* **Exercise aim**
Repeat exactly the line that includes "fn unexpected(field: &FieldDescriptor, expected: &'static" and all lines after it, ending with the last line of the listing below.

* **Materials provided**
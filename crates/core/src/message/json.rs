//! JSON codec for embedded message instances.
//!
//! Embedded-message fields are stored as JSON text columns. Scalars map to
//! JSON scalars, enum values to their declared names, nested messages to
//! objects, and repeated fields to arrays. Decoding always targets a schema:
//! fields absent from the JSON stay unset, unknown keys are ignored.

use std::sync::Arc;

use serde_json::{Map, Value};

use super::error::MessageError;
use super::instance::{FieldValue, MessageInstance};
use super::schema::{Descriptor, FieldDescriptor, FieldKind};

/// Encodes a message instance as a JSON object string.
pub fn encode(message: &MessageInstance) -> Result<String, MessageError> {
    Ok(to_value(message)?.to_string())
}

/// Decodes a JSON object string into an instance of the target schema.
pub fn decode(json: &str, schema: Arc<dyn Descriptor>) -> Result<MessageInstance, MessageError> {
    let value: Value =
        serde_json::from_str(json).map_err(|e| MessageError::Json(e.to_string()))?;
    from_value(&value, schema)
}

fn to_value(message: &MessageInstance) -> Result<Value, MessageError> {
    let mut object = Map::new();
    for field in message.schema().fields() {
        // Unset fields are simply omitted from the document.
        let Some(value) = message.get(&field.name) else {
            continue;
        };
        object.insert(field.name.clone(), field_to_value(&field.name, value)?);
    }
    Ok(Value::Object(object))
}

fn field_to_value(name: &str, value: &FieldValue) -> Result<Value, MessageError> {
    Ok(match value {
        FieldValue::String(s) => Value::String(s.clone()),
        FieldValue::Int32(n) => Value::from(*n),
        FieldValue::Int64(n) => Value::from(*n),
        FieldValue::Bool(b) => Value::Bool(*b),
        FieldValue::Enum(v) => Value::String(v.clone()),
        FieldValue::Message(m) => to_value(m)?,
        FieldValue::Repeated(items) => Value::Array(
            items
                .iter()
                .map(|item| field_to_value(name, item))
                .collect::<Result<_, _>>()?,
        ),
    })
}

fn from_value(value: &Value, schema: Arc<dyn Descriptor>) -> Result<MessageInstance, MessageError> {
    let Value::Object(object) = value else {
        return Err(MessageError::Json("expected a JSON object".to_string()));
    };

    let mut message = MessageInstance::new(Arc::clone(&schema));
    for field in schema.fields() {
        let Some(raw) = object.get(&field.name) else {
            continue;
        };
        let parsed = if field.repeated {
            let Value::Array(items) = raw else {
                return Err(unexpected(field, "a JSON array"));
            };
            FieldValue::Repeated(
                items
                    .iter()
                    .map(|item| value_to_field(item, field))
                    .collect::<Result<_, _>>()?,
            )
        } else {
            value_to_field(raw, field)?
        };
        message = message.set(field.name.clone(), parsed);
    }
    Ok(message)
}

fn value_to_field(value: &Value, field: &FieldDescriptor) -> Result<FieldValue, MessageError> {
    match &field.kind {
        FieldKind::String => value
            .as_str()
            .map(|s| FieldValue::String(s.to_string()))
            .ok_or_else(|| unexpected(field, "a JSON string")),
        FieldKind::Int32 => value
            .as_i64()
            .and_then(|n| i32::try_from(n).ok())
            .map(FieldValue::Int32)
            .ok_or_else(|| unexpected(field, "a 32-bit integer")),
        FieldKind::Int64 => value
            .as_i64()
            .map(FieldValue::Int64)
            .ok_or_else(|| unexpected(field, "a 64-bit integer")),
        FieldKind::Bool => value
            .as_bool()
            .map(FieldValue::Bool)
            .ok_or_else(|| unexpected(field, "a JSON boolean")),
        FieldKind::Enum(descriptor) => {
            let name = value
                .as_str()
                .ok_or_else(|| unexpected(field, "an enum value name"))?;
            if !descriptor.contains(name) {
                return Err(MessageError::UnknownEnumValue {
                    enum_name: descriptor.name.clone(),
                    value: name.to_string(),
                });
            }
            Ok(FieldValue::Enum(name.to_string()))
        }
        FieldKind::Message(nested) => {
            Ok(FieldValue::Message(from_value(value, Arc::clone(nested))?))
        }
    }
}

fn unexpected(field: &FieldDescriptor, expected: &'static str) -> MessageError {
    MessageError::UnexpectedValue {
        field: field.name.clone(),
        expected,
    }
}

* **Answer to this problem**
fn unexpected(field: &FieldDescriptor, expected: &'static str) -> MessageError {
    MessageError::UnexpectedValue {
        field: field.name.clone(),
        expected,
    }
}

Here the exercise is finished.